The title of the ten-track album is Manyanyatha, and the video of the title track which was released early this week has already gained a reasonable fan base. The video features Hwabaraty, Nobuntu and veteran actor Patrick Mabhena, who plays the role of Mkhaya’s uncle.
Manyanyatha is a nostalgic recollection of Mkhaya’s childhood, where as he reminisces, his uncle was the first to notice his musical prowess. The title track Manyanyatha can be said to be a prophetic nickname given to Mkhaya by his uncle Roger Mabhena, who spotted the musical talent of the then toddler, who would become energetic, dance and sing to every song sung.
“Manyanyatha is my nickname that my uncle gave me as a kid. I am told every time music was played on radio or TV I stood up and sang along and danced. This is how the name Manyanyatha was born. So I am paying tribute to those that encouraged me to sing when I was growing up,” said Mkhaya in an interview with Sunday Life.

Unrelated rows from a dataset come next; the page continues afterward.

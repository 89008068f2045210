use serde::{Deserialize, Serialize};

/// Weight added to the double-bond score when every high-confidence
/// double-bond ion was observed
pub const DOUBLE_BOND_HIGH_BONUS: f64 = 1.5;

const EPSILON: f64 = 1e-10;

/// Safely convert usize to f64 for ratio calculations
///
/// Ion counts are tiny compared to the f64 mantissa, so the precision loss
/// clippy warns about never materializes here.
#[inline]
fn count_to_f64(count: usize) -> f64 {
    #[allow(clippy::cast_precision_loss)]
    {
        count as f64
    }
}

/// How class, chain and position sub-scores are derived
#[derive(Debug, Clone, Copy, Default, PartialEq, Eq, Serialize, Deserialize, clap::ValueEnum)]
#[serde(rename_all = "snake_case")]
pub enum ScoreMode {
    /// 1.0 when the category's ions exist, else 0.0
    #[default]
    Binary,
    /// Summed matched abundance divided by 100
    AbundanceWeighted,
}

/// Observed evidence for one ion category
#[derive(Debug, Clone, Copy, Default, PartialEq)]
pub struct CategoryEvidence {
    pub expected: usize,
    pub detected: usize,
    /// Sum of observed abundance over the detected ions
    pub matched_abundance: f64,
}

impl CategoryEvidence {
    /// Record one expected ion; `observed` is its matched abundance, if found
    pub fn record(&mut self, observed: Option<f64>) {
        self.expected += 1;
        if let Some(abundance) = observed {
            self.detected += 1;
            self.matched_abundance += abundance;
        }
    }

    #[must_use]
    pub fn exists(&self) -> bool {
        self.detected > 0
    }
}

/// Observed evidence for double-bond diagnostic ions
#[derive(Debug, Clone, Default, PartialEq)]
pub struct DoubleBondEvidence {
    pub expected: usize,
    pub detected: usize,
    pub high_expected: usize,
    pub high_detected: usize,
    /// (expected relative abundance, observed abundance) per expected ion;
    /// unmatched ions contribute an observed abundance of zero
    pub pairs: Vec<(f64, f64)>,
}

impl DoubleBondEvidence {
    pub fn record(
        &mut self,
        expected_abundance: f64,
        observed: Option<f64>,
        high_confidence: bool,
    ) {
        self.expected += 1;
        if high_confidence {
            self.high_expected += 1;
        }
        if observed.is_some() {
            self.detected += 1;
            if high_confidence {
                self.high_detected += 1;
            }
        }
        self.pairs.push((expected_abundance, observed.unwrap_or(0.0)));
    }

    /// At least one ion matched and no high-confidence ion is missing
    #[must_use]
    pub fn exists(&self) -> bool {
        self.detected > 0 && self.high_detected == self.high_expected
    }

    /// `detected / (expected + 1e-10)`, always within `[0, 1]`
    #[must_use]
    pub fn matched_fraction(&self) -> f64 {
        count_to_f64(self.detected) / (count_to_f64(self.expected) + EPSILON)
    }
}

/// Per-category evidence collected by a rule evaluation
#[derive(Debug, Clone, Default, PartialEq)]
pub struct Evidence {
    pub class: CategoryEvidence,
    pub chain: CategoryEvidence,
    pub position: CategoryEvidence,
    pub double_bond: DoubleBondEvidence,
}

/// Outcome of scoring one candidate
#[derive(Debug, Clone, Default, PartialEq, Serialize, Deserialize)]
pub struct CharacterizationResult {
    pub class_ions_detected: usize,
    pub chain_ions_detected: usize,
    pub position_ions_detected: usize,
    pub double_bond_ions_detected: usize,
    pub double_bond_matched_fraction: f64,

    pub is_class_ions_existed: bool,
    pub is_chain_ions_existed: bool,
    pub is_position_ions_existed: bool,
    pub is_double_bond_ions_existed: bool,

    pub class_ion_score: f64,
    pub chain_ion_score: f64,
    pub position_ion_score: f64,
    pub double_bond_ion_score: f64,

    pub total_score: f64,
    pub total_matched_ion_count: usize,
}

impl CharacterizationResult {
    /// Score collected evidence
    #[must_use]
    pub fn score(evidence: &Evidence, mode: ScoreMode) -> Self {
        let category_score = |category: &CategoryEvidence| {
            if !category.exists() {
                return 0.0;
            }
            match mode {
                ScoreMode::Binary => 1.0,
                ScoreMode::AbundanceWeighted => category.matched_abundance / 100.0,
            }
        };

        let class_ion_score = category_score(&evidence.class);
        let chain_ion_score = category_score(&evidence.chain);
        let position_ion_score = category_score(&evidence.position);

        let double_bond = &evidence.double_bond;
        let double_bond_matched_fraction = double_bond.matched_fraction();
        let double_bond_ion_score = if double_bond.expected == 0 {
            0.0
        } else {
            let (expected, observed): (Vec<f64>, Vec<f64>) =
                double_bond.pairs.iter().copied().unzip();
            let mut score = double_bond_matched_fraction + pearson(&expected, &observed);
            let all_high = double_bond.high_detected == double_bond.high_expected;
            if double_bond.high_expected > 0 && all_high {
                score += DOUBLE_BOND_HIGH_BONUS;
            }
            score
        };

        Self {
            class_ions_detected: evidence.class.detected,
            chain_ions_detected: evidence.chain.detected,
            position_ions_detected: evidence.position.detected,
            double_bond_ions_detected: double_bond.detected,
            double_bond_matched_fraction,
            is_class_ions_existed: evidence.class.exists(),
            is_chain_ions_existed: evidence.chain.exists(),
            is_position_ions_existed: evidence.position.exists(),
            is_double_bond_ions_existed: double_bond.exists(),
            class_ion_score,
            chain_ion_score,
            position_ion_score,
            double_bond_ion_score,
            total_score: class_ion_score
                + chain_ion_score
                + position_ion_score
                + double_bond_ion_score,
            total_matched_ion_count: evidence.class.detected
                + evidence.chain.detected
                + evidence.position.detected
                + double_bond.detected,
        }
    }
}

/// Pearson correlation of two equally long series.
///
/// Returns 0.0 for fewer than two points or when either series has zero variance.
#[must_use]
pub fn pearson(xs: &[f64], ys: &[f64]) -> f64 {
    let n = xs.len().min(ys.len());
    if n < 2 {
        return 0.0;
    }
    let mean_x = xs[..n].iter().sum::<f64>() / count_to_f64(n);
    let mean_y = ys[..n].iter().sum::<f64>() / count_to_f64(n);

    let mut covariance = 0.0;
    let mut variance_x = 0.0;
    let mut variance_y = 0.0;
    for (x, y) in xs[..n].iter().zip(&ys[..n]) {
        let dx = x - mean_x;
        let dy = y - mean_y;
        covariance += dx * dy;
        variance_x += dx * dx;
        variance_y += dy * dy;
    }

    if variance_x <= 0.0 || variance_y <= 0.0 {
        return 0.0;
    }
    covariance / (variance_x.sqrt() * variance_y.sqrt())
}

#[cfg(test)]
mod tests {
    use super::*;

    fn evidence() -> Evidence {
        let mut evidence = Evidence::default();
        evidence.class.record(Some(100.0));
        evidence.chain.record(Some(12.0));
        evidence.chain.record(Some(8.0));
        evidence.chain.record(None);
        evidence
    }

    #[test]
    fn test_binary_scores() {
        let result = CharacterizationResult::score(&evidence(), ScoreMode::Binary);
        assert!(result.is_class_ions_existed);
        assert!(result.is_chain_ions_existed);
        assert!(!result.is_position_ions_existed);
        assert!((result.class_ion_score - 1.0).abs() < 1e-9);
        assert!((result.chain_ion_score - 1.0).abs() < 1e-9);
        assert!(result.position_ion_score.abs() < 1e-9);
        assert!((result.total_score - 2.0).abs() < 1e-9);
        assert_eq!(result.chain_ions_detected, 2);
        assert_eq!(result.total_matched_ion_count, 3);
    }

    #[test]
    fn test_abundance_weighted_scores() {
        let result = CharacterizationResult::score(&evidence(), ScoreMode::AbundanceWeighted);
        assert!((result.class_ion_score - 1.0).abs() < 1e-9);
        assert!((result.chain_ion_score - 0.2).abs() < 1e-9);
    }

    #[test]
    fn test_total_is_sum_of_sub_scores() {
        let mut evidence = evidence();
        evidence.position.record(Some(30.0));
        evidence.double_bond.record(50.0, Some(40.0), true);
        evidence.double_bond.record(20.0, Some(5.0), false);
        evidence.double_bond.record(10.0, None, false);

        for mode in [ScoreMode::Binary, ScoreMode::AbundanceWeighted] {
            let result = CharacterizationResult::score(&evidence, mode);
            let sum = result.class_ion_score
                + result.chain_ion_score
                + result.position_ion_score
                + result.double_bond_ion_score;
            assert!((result.total_score - sum).abs() < 1e-12);
            assert!((0.0..=1.0).contains(&result.double_bond_matched_fraction));
        }
    }

    #[test]
    fn test_double_bond_bonus() {
        let mut evidence = Evidence::default();
        evidence.double_bond.record(50.0, Some(50.0), true);
        evidence.double_bond.record(10.0, Some(10.0), false);
        let result = CharacterizationResult::score(&evidence, ScoreMode::Binary);
        // fraction ~1.0, correlation 1.0, bonus 1.5
        assert!((result.double_bond_ion_score - 3.5).abs() < 1e-6);
        assert!(result.is_double_bond_ions_existed);

        let mut missing_high = Evidence::default();
        missing_high.double_bond.record(50.0, None, true);
        missing_high.double_bond.record(10.0, Some(10.0), false);
        let result = CharacterizationResult::score(&missing_high, ScoreMode::Binary);
        assert!(!result.is_double_bond_ions_existed);
        assert!(result.double_bond_ion_score < DOUBLE_BOND_HIGH_BONUS);
    }

    #[test]
    fn test_empty_evidence_scores_zero() {
        let result = CharacterizationResult::score(&Evidence::default(), ScoreMode::Binary);
        assert!(result.total_score.abs() < f64::EPSILON);
        assert!(result.double_bond_matched_fraction.abs() < f64::EPSILON);
        assert_eq!(result.total_matched_ion_count, 0);
    }

    #[test]
    fn test_pearson() {
        assert!((pearson(&[1.0, 2.0, 3.0], &[2.0, 4.0, 6.0]) - 1.0).abs() < 1e-9);
        assert!((pearson(&[1.0, 2.0, 3.0], &[3.0, 2.0, 1.0]) + 1.0).abs() < 1e-9);
        // zero variance
        assert!(pearson(&[1.0, 1.0, 1.0], &[1.0, 2.0, 3.0]).abs() < f64::EPSILON);
        assert!(pearson(&[1.0], &[1.0]).abs() < f64::EPSILON);
        assert!(pearson(&[], &[]).abs() < f64::EPSILON);
    }
}
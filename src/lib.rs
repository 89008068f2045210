//! # lipid-solver
//!
//! A library for annotating lipids from tandem mass spectra.
//!
//! A precursor m/z alone rarely identifies a lipid: many classes and chain
//! combinations share a nominal mass, and one sum composition such as
//! `PC 34:1` covers several molecular species.
//!
//! `lipid-solver` resolves this by matching each MS/MS spectrum against a
//! library of candidate species and applying class-specific fragmentation
//! rules to the fragments it finds.
//!
//! ## Features
//!
//! - **Class confirmation**: Head group ions and neutral losses gate each class
//! - **Competing-class rejection**: Ions of isobaric classes veto a match
//! - **Chain resolution**: Sum compositions are split into individual chains
//!   supported by chain fragments
//! - **Reference spectra**: Fully specified species are scored against their
//!   role-tagged theoretical fragments
//! - **Batch annotation**: Query spectra are annotated in parallel
//!
//! ## Example
//!
//! ```rust
//! use lipid_solver::{AnnotationEngine, IonMode, LipidLibrary, QuerySpectrum};
//! use lipid_solver::parsing::library::{parse_library_text, LibraryFormat};
//!
//! // Build a library from delimited text
//! let entries = parse_library_text("PC 34:1\t760.585082\t[M+H]+\n", LibraryFormat::Tsv).unwrap();
//! let library = LipidLibrary::from_entries(entries);
//!
//! // A PC 34:1 [M+H]+ spectrum with phosphocholine, header loss and both ketene losses
//! let query = QuerySpectrum::new("scan_1", 760.585, IonMode::Positive)
//!     .with_peak(184.0733, 100.0)
//!     .with_peak(577.5190, 30.0)
//!     .with_peak(522.3554, 20.0)
//!     .with_peak(496.3398, 20.0);
//!
//! let engine = AnnotationEngine::new(&library);
//! if let Some(result) = engine.characterize(&query) {
//!     println!("{} (level {}, score {:.2})", result.name, result.level, result.score);
//! }
//! ```
//!
//! ## Modules
//!
//! - [`catalog`]: Lipid library storage and precursor window search
//! - [`chemistry`]: Element masses and chain formulas
//! - [`core`]: Core data types for chains, peaks, adducts, and molecules
//! - [`matching`]: Annotation engine, class rules, and scoring
//! - [`parsing`]: Parsers for lipid names, libraries, and query spectra
//! - [`cli`]: Command-line interface implementation

pub mod catalog;
pub mod chemistry;
pub mod cli;
pub mod core;
pub mod matching;
pub mod parsing;
pub mod utils;

// Re-export commonly used types for convenience
pub use catalog::store::LipidLibrary;
pub use core::molecule::{LipidMolecule, ReferenceMolecule};
pub use core::peak::{QuerySpectrum, SpectrumPeak};
pub use core::types::*;
pub use matching::engine::{AnnotationConfig, AnnotationEngine};
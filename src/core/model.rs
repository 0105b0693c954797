//! Dataset model
//!
//! Typed view of the caniuse-format dataset JSON: feature records, browser
//! agents, and the status-code label table. The dataset is loaded once at
//! startup and is read-only afterwards.

use serde::Deserialize;
use serde_json::Value;
use std::collections::HashMap;
use thiserror::Error;

/// Errors raised while loading the dataset
#[derive(Debug, Error)]
pub enum DatasetError {
    #[error("failed to parse dataset JSON: {0}")]
    Parse(#[from] serde_json::Error),

    #[error("dataset is missing the `{0}` object")]
    MissingSection(&'static str),
}

/// Browser category used to partition support rows
#[derive(Debug, Clone, Copy, PartialEq, Eq, Deserialize)]
#[serde(rename_all = "lowercase")]
pub enum AgentCategory {
    Desktop,
    Mobile,
    /// Unrecognized category; excluded from both partitions
    #[serde(other)]
    Other,
}

/// A browser tracked by the dataset
#[derive(Debug, Clone, Deserialize)]
pub struct BrowserAgent {
    /// Browser identifier (the key in the dataset's `agents` object)
    #[serde(skip)]
    pub id: String,

    /// Display name
    pub browser: String,

    #[serde(rename = "type")]
    pub category: AgentCategory,

    /// Version labels in display order; null padding entries are tolerated
    #[serde(default)]
    pub versions: Vec<Option<String>>,
}

/// A raw feature record as supplied by the dataset
///
/// Absent fields default to empty: missing text normalizes to the empty
/// string and rendering omits the corresponding section.
#[derive(Debug, Clone, Default, Deserialize)]
#[serde(default)]
pub struct RawFeature {
    pub title: Option<String>,
    pub description: Option<String>,
    pub keywords: Option<String>,
    pub status: Option<String>,
    pub usage_perc_y: f64,
    pub usage_perc_a: f64,
    /// General note shown at the end of the display text
    pub notes: Option<String>,
    /// Numbered footnotes in dataset order
    pub notes_by_num: serde_json::Map<String, Value>,
    /// browser-id → (version → support code)
    pub stats: HashMap<String, HashMap<String, String>>,
}

/// The full dataset: features and agents in dataset order, plus the
/// status-code label table
#[derive(Debug, Clone)]
pub struct Dataset {
    pub features: Vec<(String, RawFeature)>,
    pub agents: Vec<BrowserAgent>,
    pub statuses: HashMap<String, String>,
}

impl Dataset {
    /// Parse a caniuse-format JSON document
    pub fn from_json(text: &str) -> Result<Self, DatasetError> {
        Self::from_value(serde_json::from_str(text)?)
    }

    /// Build a dataset from an already-parsed JSON value
    pub fn from_value(value: Value) -> Result<Self, DatasetError> {
        let Value::Object(mut root) = value else {
            return Err(DatasetError::MissingSection("data"));
        };
        let data = take_object(&mut root, "data")?;
        let raw_agents = take_object(&mut root, "agents")?;
        let raw_statuses = take_object(&mut root, "statuses")?;

        let mut features = Vec::with_capacity(data.len());
        for (key, value) in data {
            let feature: RawFeature = serde_json::from_value(value)?;
            features.push((key, feature));
        }

        let mut agents = Vec::with_capacity(raw_agents.len());
        for (id, value) in raw_agents {
            let mut agent: BrowserAgent = serde_json::from_value(value)?;
            agent.id = id;
            agents.push(agent);
        }

        let statuses = raw_statuses
            .into_iter()
            .map(|(code, label)| (code, label.as_str().unwrap_or_default().to_string()))
            .collect();

        Ok(Dataset {
            features,
            agents,
            statuses,
        })
    }
}

fn take_object(
    root: &mut serde_json::Map<String, Value>,
    key: &'static str,
) -> Result<serde_json::Map<String, Value>, DatasetError> {
    match root.remove(key) {
        Some(Value::Object(map)) => Ok(map),
        _ => Err(DatasetError::MissingSection(key)),
    }
}

#[cfg(test)]
mod tests {
    use super::*;

    #[test]
    fn test_parse_minimal_dataset() {
        let dataset = Dataset::from_json(
            r#"{
                "agents": {
                    "chrome": {"browser": "Chrome", "type": "desktop", "versions": ["1", "2"]},
                    "ios_saf": {"browser": "iOS Safari", "type": "mobile", "versions": [null, "3.2"]}
                },
                "statuses": {"rec": "Recommendation"},
                "data": {
                    "flexbox": {
                        "title": "Flexbox",
                        "status": "rec",
                        "usage_perc_y": 97.5,
                        "usage_perc_a": 1.25,
                        "stats": {"chrome": {"1": "y"}}
                    }
                }
            }"#,
        )
        .unwrap();

        assert_eq!(dataset.features.len(), 1);
        assert_eq!(dataset.features[0].0, "flexbox");
        assert_eq!(dataset.agents.len(), 2);
        assert_eq!(dataset.agents[0].id, "chrome");
        assert_eq!(dataset.agents[0].category, AgentCategory::Desktop);
        assert_eq!(dataset.agents[1].versions[0], None);
        assert_eq!(dataset.statuses["rec"], "Recommendation");
    }

    #[test]
    fn test_absent_feature_fields_default() {
        let dataset = Dataset::from_json(
            r#"{"agents": {}, "statuses": {}, "data": {"bare": {}}}"#,
        )
        .unwrap();
        let (_, feature) = &dataset.features[0];
        assert!(feature.title.is_none());
        assert!(feature.description.is_none());
        assert!(feature.keywords.is_none());
        assert_eq!(feature.usage_perc_y, 0.0);
        assert!(feature.notes_by_num.is_empty());
        assert!(feature.stats.is_empty());
    }

    #[test]
    fn test_agents_preserve_dataset_order() {
        let dataset = Dataset::from_json(
            r#"{
                "agents": {
                    "z_browser": {"browser": "Z", "type": "desktop", "versions": []},
                    "a_browser": {"browser": "A", "type": "mobile", "versions": []}
                },
                "statuses": {},
                "data": {}
            }"#,
        )
        .unwrap();
        let ids: Vec<&str> = dataset.agents.iter().map(|a| a.id.as_str()).collect();
        assert_eq!(ids, vec!["z_browser", "a_browser"]);
    }

    #[test]
    fn test_unknown_agent_category_tolerated() {
        let dataset = Dataset::from_json(
            r#"{
                "agents": {"tv": {"browser": "TV", "type": "tv", "versions": []}},
                "statuses": {},
                "data": {}
            }"#,
        )
        .unwrap();
        assert_eq!(dataset.agents[0].category, AgentCategory::Other);
    }

    #[test]
    fn test_missing_section_is_an_error() {
        let err = Dataset::from_json(r#"{"agents": {}, "data": {}}"#).unwrap_err();
        assert!(matches!(err, DatasetError::MissingSection("statuses")));
    }

    #[test]
    fn test_invalid_json_is_an_error() {
        assert!(matches!(
            Dataset::from_json("not json"),
            Err(DatasetError::Parse(_))
        ));
    }
}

In the song Manyanyatha, Mkhaya talks about people who inspired him to be the artiste that he has become. In the song he mentions different members of his family, from his grandmother to his aunts, in a way paying homage to all the people he knew as a child.
“Manyanyatha is about remembering where we are coming from, no matter how much we have made it in life. We must not forget our roots and who we are. The song to me is a reminder to always remember our beginnings and to always stay humble and thankful. I hope it will mean the same to the audience,” Mkhaya said.
The song Manyanyatha and the rest of the album will be enjoyed by audiences of all races, ages and ethnic groups. It is a sound that the family can enjoy together, it makes numerous allusions to family. Mkhaya said that Africans, particularly those who lived or grew up in extended families headed by strong matriarchs will find that the album resonates with them. The sound is ideal for all occasions, be it a lazy Sunday spent at home, a long drive or just as something to listen to while one reflects on life.
What instantly stands out about Mkhaya’s Manyanyatha video is that it is a homely and wholesome video. It is a simple but well thought out video that anyone can compete with. It is not commercialised with shiny cars and fake characters. It is not a desperate manoeuvre to land on Trace Africa, as is the norm with music videos these days but rather a humbled praise song for where he came from.
The rest of the album is available in CD form, and these CDs will be available for sale in Bulawayo from January 2017. The album will also be available on online music stores such as ITunes and Spotify as well as record shops around the world.
Other themes explored in the album are loss, love, immigration and a general struggle to find one’s place in the world.
Manyanyatha comes as Mkhaya’s third solo project after working extensively and winning awards with the acapella group Insingizi.